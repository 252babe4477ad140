use crate::data::{Dataset, Record, Value};
use thiserror::Error;

/// Errors from CSV ingestion, distinguishing grammar violations from
/// structurally valid but empty input.
#[derive(Debug, Error)]
pub enum CsvError {
    #[error("CSV Parsing Error: {0}")]
    Malformed(String),
    #[error("CSV data is empty or contains only headers.")]
    Empty,
}

/// Parse raw CSV text into a dataset.
///
/// The first non-empty line is the header row; subsequent non-empty lines
/// are data rows mapped positionally to the headers. Ragged rows are
/// permitted: missing trailing fields are absent from that record, extra
/// fields beyond the header count are dropped. Field values are typed
/// opportunistically (see [`Value::from_field`]).
pub fn parse_csv(csv_text: &str) -> Result<Dataset, CsvError> {
    check_quotes(csv_text)?;

    // The csv reader treats the first record as headers and skips fully
    // blank lines on its own; leading blank lines are stripped here so the
    // header row really is the first non-empty line.
    let body = csv_text.trim_start_matches(['\r', '\n']);

    let mut reader = csv::ReaderBuilder::new()
        .flexible(true)
        .from_reader(body.as_bytes());

    let headers: Vec<String> = reader
        .headers()
        .map_err(|e| CsvError::Malformed(e.to_string()))?
        .iter()
        .map(str::to_string)
        .collect();

    if headers.is_empty() || headers.iter().all(|h| h.is_empty()) {
        return Err(CsvError::Empty);
    }

    let mut records: Vec<Record> = Vec::new();
    for result in reader.records() {
        let row = result.map_err(|e| CsvError::Malformed(e.to_string()))?;
        let mut record = Record::new();
        for (i, field) in row.iter().enumerate() {
            if let Some(header) = headers.get(i) {
                record.insert(header.clone(), Value::from_field(field));
            }
        }
        records.push(record);
    }

    if records.is_empty() {
        return Err(CsvError::Empty);
    }

    Ok(Dataset { headers, records })
}

/// Pre-scan for unterminated quoted fields.
///
/// The csv reader is lenient about a quote left open at end of input (it
/// silently swallows the rest of the file into one field), so quote balance
/// is checked up front with the offending row number in the error.
fn check_quotes(csv_text: &str) -> Result<(), CsvError> {
    let mut in_quotes = false;
    let mut at_field_start = true;
    let mut row = 1usize;
    let mut open_row = 1usize;

    let mut chars = csv_text.chars().peekable();
    while let Some(c) = chars.next() {
        if in_quotes {
            if c == '"' {
                if chars.peek() == Some(&'"') {
                    // Escaped quote inside a quoted field
                    chars.next();
                } else {
                    in_quotes = false;
                    at_field_start = false;
                }
            }
            continue;
        }
        match c {
            '"' if at_field_start => {
                in_quotes = true;
                open_row = row;
            }
            ',' => at_field_start = true,
            '\n' => {
                row += 1;
                at_field_start = true;
            }
            '\r' => {}
            _ => at_field_start = false,
        }
    }

    if in_quotes {
        return Err(CsvError::Malformed(format!(
            "unterminated quoted field on row {open_row}"
        )));
    }
    Ok(())
}
use anyhow::{Context, Result};
use chartforge::server;
use clap::Parser;
use tracing_subscriber::EnvFilter;

#[derive(Parser, Debug)]
#[command(name = "chartforge")]
#[command(about = "CSV analysis and chart rendering task service", long_about = None)]
struct Args {
    /// Address to bind the HTTP server on
    #[arg(long, default_value = "127.0.0.1")]
    host: String,

    /// Port to listen on
    #[arg(long, default_value_t = 8080)]
    port: u16,
}

#[tokio::main]
async fn main() -> Result<()> {
    let args = Args::parse();

    tracing_subscriber::fmt()
        .with_env_filter(
            EnvFilter::try_from_default_env().unwrap_or_else(|_| EnvFilter::new("info")),
        )
        .with_target(false)
        .init();

    let addr = format!("{}:{}", args.host, args.port);
    let listener = tokio::net::TcpListener::bind(&addr)
        .await
        .with_context(|| format!("Failed to bind {addr}"))?;
    tracing::info!(%addr, path = server::TASK_PATH, "chartforge listening");

    axum::serve(listener, server::router())
        .await
        .context("Server error")?;

    Ok(())
}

※ ※ ※

■ ABOUT THIS EXERCISE
Copy out all of the records above with nothing altered.

■ SOLUTION FOR THIS EXERCISE
repository 252babe4477ad140
use crate::data::{Dataset, Record, Value};
use thiserror::Error;

/// Errors from CSV ingestion, distinguishing grammar violations from
/// structurally valid but empty input.
#[derive(Debug, Error)]
pub enum CsvError {
    #[error("CSV Parsing Error: {0}")]
    Malformed(String),
    #[error("CSV data is empty or contains only headers.")]
    Empty,
}

/// Parse raw CSV text into a dataset.
///
/// The first non-empty line is the header row; subsequent non-empty lines
/// are data rows mapped positionally to the headers. Ragged rows are
/// permitted: missing trailing fields are absent from that record, extra
/// fields beyond the header count are dropped. Field values are typed
/// opportunistically (see [`Value::from_field`]).
pub fn parse_csv(csv_text: &str) -> Result<Dataset, CsvError> {
    check_quotes(csv_text)?;

    // The csv reader treats the first record as headers and skips fully
    // blank lines on its own; leading blank lines are stripped here so the
    // header row really is the first non-empty line.
    let body = csv_text.trim_start_matches(['\r', '\n']);

    let mut reader = csv::ReaderBuilder::new()
        .flexible(true)
        .from_reader(body.as_bytes());

    let headers: Vec<String> = reader
        .headers()
        .map_err(|e| CsvError::Malformed(e.to_string()))?
        .iter()
        .map(str::to_string)
        .collect();

    if headers.is_empty() || headers.iter().all(|h| h.is_empty()) {
        return Err(CsvError::Empty);
    }

    let mut records: Vec<Record> = Vec::new();
    for result in reader.records() {
        let row = result.map_err(|e| CsvError::Malformed(e.to_string()))?;
        let mut record = Record::new();
        for (i, field) in row.iter().enumerate() {
            if let Some(header) = headers.get(i) {
                record.insert(header.clone(), Value::from_field(field));
            }
        }
        records.push(record);
    }

    if records.is_empty() {
        return Err(CsvError::Empty);
    }

    Ok(Dataset { headers, records })
}

/// Pre-scan for unterminated quoted fields.
///
/// The csv reader is lenient about a quote left open at end of input (it
/// silently swallows the rest of the file into one field), so quote balance
/// is checked up front with the offending row number in the error.
fn check_quotes(csv_text: &str) -> Result<(), CsvError> {
    let mut in_quotes = false;
    let mut at_field_start = true;
    let mut row = 1usize;
    let mut open_row = 1usize;

    let mut chars = csv_text.chars().peekable();
    while let Some(c) = chars.next() {
        if in_quotes {
            if c == '"' {
                if chars.peek() == Some(&'"') {
                    // Escaped quote inside a quoted field
                    chars.next();
                } else {
                    in_quotes = false;
                    at_field_start = false;
                }
            }
            continue;
        }
        match c {
            '"' if at_field_start => {
                in_quotes = true;
                open_row = row;
            }
            ',' => at_field_start = true,
            '\n' => {
                row += 1;
                at_field_start = true;
            }
            '\r' => {}
            _ => at_field_start = false,
        }
    }

    if in_quotes {
        return Err(CsvError::Malformed(format!(
            "unterminated quoted field on row {open_row}"
        )));
    }
    Ok(())
}
use anyhow::{Context, Result};
use chartforge::server;
use clap::Parser;
use tracing_subscriber::EnvFilter;

#[derive(Parser, Debug)]
#[command(name = "chartforge")]
#[command(about = "CSV analysis and chart rendering task service", long_about = None)]
struct Args {
    /// Address to bind the HTTP server on
    #[arg(long, default_value = "127.0.0.1")]
    host: String,

    /// Port to listen on
    #[arg(long, default_value_t = 8080)]
    port: u16,
}

#[tokio::main]
async fn main() -> Result<()> {
    let args = Args::parse();

    tracing_subscriber::fmt()
        .with_env_filter(
            EnvFilter::try_from_default_env().unwrap_or_else(|_| EnvFilter::new("info")),
        )
        .with_target(false)
        .init();

    let addr = format!("{}:{}", args.host, args.port);
    let listener = tokio::net::TcpListener::bind(&addr)
        .await
        .with_context(|| format!("Failed to bind {addr}"))?;
    tracing::info!(%addr, path = server::TASK_PATH, "chartforge listening");

    axum::serve(listener, server::router())
        .await
        .context("Server error")?;

    Ok(())
}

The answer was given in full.